Sentenze

Cassazione, è violenza sessuale il “succhiotto” sul collo

di Francesco Machina Grifeo

La Cassazione, sentenza 10 novembre 2016 n. 47265 , ha confermato la condanna di un uomo a 6 anni e due mesi per violenza sessuale ai danni della sua ex amante includendo, al termine di un’attenta disamina, fra gli atti di natura sessuale anche il cosiddetto «succhiotto» sul collo imposto con la precisa intenzione di apporre «un “marchio” visibile a chiunque fosse interessato ad una relazione con lei».
Il condannato, accusato anche di aver palpeggiato la donna sul seno e sulla zona pubica e di aver avuto con lei un rapporto sessuale, ha contestato, con riguardo al succhiotto, l'esistenza dell'elemento soggettivo del reato di violenza e la natura sessuale dell'atto, oltre all'assenza di ogni consapevolezza circa tale natura dal momento che «esso non attinge zone erogene».

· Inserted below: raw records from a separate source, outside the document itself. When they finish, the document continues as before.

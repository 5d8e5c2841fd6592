use async_trait::async_trait;
use chrono::Utc;
use serde_json::Value;
use std::collections::{BTreeMap, VecDeque};
use std::sync::Mutex;
use uuid::Uuid;

use crate::domain::changes::{
    ApplyReceipt, ChangeCard, ChangeDetails, ChangeList, ChangeSetStatus, DecisionBatch,
    RemoteDiffResponse,
};
use crate::domain::decision::Decision;
use crate::domain::error::{Resource, StoreError};
use crate::domain::path::JsonPath;
use crate::domain::ports::PayloadStore;
use crate::domain::value_objects::CustomerId;

#[derive(Default)]
struct State {
    templates: BTreeMap<String, Value>,
    saved: BTreeMap<String, Value>,
    latest: BTreeMap<String, Value>,
    checks: BTreeMap<String, RemoteDiffResponse>,
    changes: Vec<ChangeDetails>,
    /// `None` lets one call through.
    failures: VecDeque<Option<StoreError>>,
}

/// In-process implementation of [`PayloadStore`].
///
/// Submitted batches replace the customer's saved payload with the batch
/// payload and are recorded as applied change cards, newest first in
/// history. Queued failures (see [`MemoryPayloadStore::fail_next`] and
/// [`MemoryPayloadStore::fail_after`]) are returned by the next store calls
/// in order.
#[derive(Default)]
pub struct MemoryPayloadStore {
    state: Mutex<State>,
}

impl MemoryPayloadStore {
    pub fn new() -> Self {
        Self::default()
    }

    pub fn put_template(&self, id: &str, template: Value) {
        self.with(|s| s.templates.insert(id.to_string(), template));
    }

    pub fn put_saved_payload(&self, customer: &str, payload: Value) {
        self.with(|s| s.saved.insert(customer.to_string(), payload));
    }

    pub fn put_latest_payload(&self, customer: &str, payload: Value) {
        self.with(|s| s.latest.insert(customer.to_string(), payload));
    }

    /// Canned response for [`PayloadStore::check_payload`].
    pub fn put_remote_check(&self, customer: &str, response: RemoteDiffResponse) {
        self.with(|s| s.checks.insert(customer.to_string(), response));
    }

    pub fn fail_next(&self, error: StoreError) {
        self.with(|s| s.failures.push_back(Some(error)));
    }

    /// Let `calls` store calls succeed, then fail the one after.
    pub fn fail_after(&self, calls: usize, error: StoreError) {
        self.with(|s| {
            s.failures.extend(std::iter::repeat_with(|| None).take(calls));
            s.failures.push_back(Some(error));
        });
    }

    pub fn saved_payload(&self, customer: &str) -> Option<Value> {
        self.with(|s| s.saved.get(customer).cloned())
    }

    pub fn submitted_batches(&self) -> usize {
        self.with(|s| s.changes.len())
    }

    fn with<R>(&self, f: impl FnOnce(&mut State) -> R) -> R {
        let mut guard = self
            .state
            .lock()
            .unwrap_or_else(|poisoned| poisoned.into_inner());
        f(&mut guard)
    }

    fn call<R>(&self, f: impl FnOnce(&mut State) -> Result<R, StoreError>) -> Result<R, StoreError> {
        self.with(|s| match s.failures.pop_front() {
            Some(Some(err)) => Err(err),
            _ => f(s),
        })
    }
}

#[async_trait]
impl PayloadStore for MemoryPayloadStore {
    async fn fetch_template(&self, template_id: &str) -> Result<Value, StoreError> {
        self.call(|s| {
            s.templates
                .get(template_id)
                .cloned()
                .ok_or_else(|| StoreError::not_found(Resource::Template, template_id))
        })
    }

    async fn fetch_saved_payload(&self, customer: &CustomerId) -> Result<Value, StoreError> {
        self.call(|s| {
            s.saved
                .get(customer.as_str())
                .cloned()
                .ok_or_else(|| StoreError::not_found(Resource::SavedPayload, customer.as_str()))
        })
    }

    async fn fetch_latest_payload(&self, customer: &CustomerId) -> Result<Value, StoreError> {
        self.call(|s| {
            s.latest
                .get(customer.as_str())
                .cloned()
                .ok_or_else(|| StoreError::not_found(Resource::LatestPayload, customer.as_str()))
        })
    }

    async fn check_payload(
        &self,
        customer: &CustomerId,
        _payload: &Value,
        _should_log: bool,
    ) -> Result<RemoteDiffResponse, StoreError> {
        self.call(|s| {
            s.checks
                .get(customer.as_str())
                .cloned()
                .ok_or_else(|| StoreError::not_found(Resource::Template, customer.as_str()))
        })
    }

    async fn submit_decisions(
        &self,
        customer: &CustomerId,
        batch: &DecisionBatch,
    ) -> Result<ApplyReceipt, StoreError> {
        self.call(|s| {
            let decisions = batch
                .decisions
                .iter()
                .map(|w| {
                    let path = JsonPath::parse(&w.path).map_err(|e| StoreError::Decode {
                        message: e.to_string(),
                    })?;
                    Ok(Decision {
                        path,
                        action: w.action,
                        value: w.value.clone(),
                    })
                })
                .collect::<Result<Vec<_>, StoreError>>()?;

            s.saved
                .insert(customer.as_str().to_string(), batch.payload.clone());

            let now = Utc::now();
            let id = Uuid::new_v4().simple().to_string();
            s.changes.push(ChangeDetails {
                card: ChangeCard {
                    id: id.clone(),
                    customer_id: customer.as_str().to_string(),
                    status: ChangeSetStatus::Applied,
                    created_utc: now,
                    applied_utc: Some(now),
                    decision_count: decisions.len(),
                    decisions,
                },
                payload: Some(batch.payload.clone()),
                error: None,
            });

            Ok(ApplyReceipt {
                change_set_id: id,
                status: ChangeSetStatus::Applied,
                error: None,
            })
        })
    }

    async fn save_payload(&self, customer: &CustomerId, payload: &Value) -> Result<(), StoreError> {
        self.call(|s| {
            s.saved
                .insert(customer.as_str().to_string(), payload.clone());
            Ok(())
        })
    }

    async fn fetch_change_history(
        &self,
        customer: &CustomerId,
        page: usize,
        page_size: usize,
    ) -> Result<ChangeList, StoreError> {
        self.call(|s| {
            let mine: Vec<&ChangeDetails> = s
                .changes
                .iter()
                .rev()
                .filter(|c| c.card.customer_id == customer.as_str())
                .collect();
            let skip = page.saturating_sub(1).saturating_mul(page_size);
            Ok(ChangeList {
                total: mine.len(),
                items: mine
                    .into_iter()
                    .skip(skip)
                    .take(page_size)
                    .map(|c| c.card.clone())
                    .collect(),
            })
        })
    }

    async fn fetch_change(&self, id: &str) -> Result<ChangeDetails, StoreError> {
        self.call(|s| {
            s.changes
                .iter()
                .find(|c| c.card.id == id)
                .cloned()
                .ok_or_else(|| StoreError::not_found(Resource::Change, id))
        })
    }
}

#[cfg(test)]
mod tests {
    use super::*;
    use serde_json::json;

    #[tokio::test]
    async fn submit_updates_saved_payload_and_history() {
        let store = MemoryPayloadStore::new();
        let customer = CustomerId::from("acme");
        let decisions = [Decision::apply_template("/a")];
        let batch = DecisionBatch::new(decisions.iter(), json!({"a": 1}));

        let receipt = store.submit_decisions(&customer, &batch).await.unwrap();
        assert_eq!(receipt.status, ChangeSetStatus::Applied);
        assert_eq!(store.saved_payload("acme"), Some(json!({"a": 1})));

        let history = store.fetch_change_history(&customer, 1, 20).await.unwrap();
        assert_eq!(history.total, 1);
        assert_eq!(history.items[0].decisions[0].path.as_str(), "/a");

        let details = store.fetch_change(&receipt.change_set_id).await.unwrap();
        assert_eq!(details.payload, Some(json!({"a": 1})));
    }

    #[tokio::test]
    async fn queued_failures_come_first() {
        let store = MemoryPayloadStore::new();
        store.put_template("t", json!({}));
        store.fail_next(StoreError::transport("down"));

        assert!(store.fetch_template("t").await.is_err());
        assert!(store.fetch_template("t").await.is_ok());
    }

    #[tokio::test]
    async fn fail_after_skips_the_first_calls() {
        let store = MemoryPayloadStore::new();
        store.put_template("t", json!({}));
        store.fail_after(1, StoreError::transport("down"));

        assert!(store.fetch_template("t").await.is_ok());
        assert!(store.fetch_template("t").await.is_err());
        assert!(store.fetch_template("t").await.is_ok());
    }

    #[tokio::test]
    async fn history_pages_newest_first() {
        let store = MemoryPayloadStore::new();
        let customer = CustomerId::from("acme");
        for i in 0..3 {
            let batch = DecisionBatch::new(std::iter::empty::<&Decision>(), json!({"n": i}));
            store.submit_decisions(&customer, &batch).await.unwrap();
        }
        let page = store.fetch_change_history(&customer, 2, 2).await.unwrap();
        assert_eq!(page.total, 3);
        assert_eq!(page.items.len(), 1);
    }

    #[tokio::test]
    async fn huge_page_number_is_just_empty() {
        let store = MemoryPayloadStore::new();
        let customer = CustomerId::from("acme");
        let batch = DecisionBatch::new(std::iter::empty::<&Decision>(), json!({}));
        store.submit_decisions(&customer, &batch).await.unwrap();

        let page = store
            .fetch_change_history(&customer, usize::MAX, 50)
            .await
            .unwrap();
        assert_eq!(page.total, 1);
        assert!(page.items.is_empty());
    }
}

Per la Suprema corte «la natura “sessuale” dell'atto (che preesiste alle intenzioni dell'agente ma anche alla sensibilità della vittima) deve essere valutata secondo il significato “sociale” della condotta, avuto riguardo all'oggetto dei toccamenti, ma anche - quando ciò non sia sufficiente - al contesto in cui l'azione si svolge, ai rapporti intercorrenti tra le persone coinvolte e ad ogni altro elemento eventualmente sintomatico di una indebita compromissione della libera determinazione della sessualità del soggetto passivo». In questo senso, la Corte di appello non aveva riconosciuto la minore gravità dei fatti proprio perché consumati sul luogo di lavoro o comunque all'esito di «appostamenti e agguati improvvisi».
Il cosiddetto “succhiotto”, prosegue la sentenza richiamando un precedente (n. 44063/2014), «si definisce comunemente come “morso d'amore” (per la carica di passionalità e ardore che lo caratterizza) e consiste in un livido causato dalla suzione con le labbra di una parte dell'epidermide o da un bacio molto aggressivo che inizialmente lascia tracce di colore rossastro dovute alla rottura dei capillari e che si trasforma in colore viola o nero man mano che la lesione guarisce acquisendo la natura di una ecchimosi». Mentre i dizionari della lingua italiana lo descrivono come «una specie di bacio che si dà succhiando prolungatamente la pelle, e che lascia un segno livido» (Garzanti) o come «il livido lasciato da un bacio dato succhiando la pelle» (Treccani).
«Appare evidente, dunque - prosegue la Corte -, la natura sessuale dell'atto che non comporta un mero toccamento delle labbra con una parte del corpo ma esige un'attività prolungata sul corpo stesso che, proprio per la sua durata ed intensità, esprime esattamente quella carica erotica che il concedersi con piacere alla bocca altrui comporta». «Una carica – conclude la sentenza - pienamente colta dall'imputato che ne fa strumento di una riaffermata (e malintesa) signoria sulla donna con un simbolo (il livido lasciato sul collo) che vuoi significare un'intimità sessuale esattamente percepibile e percepita come tale dai consociati senza necessità di ulteriori specificazioni».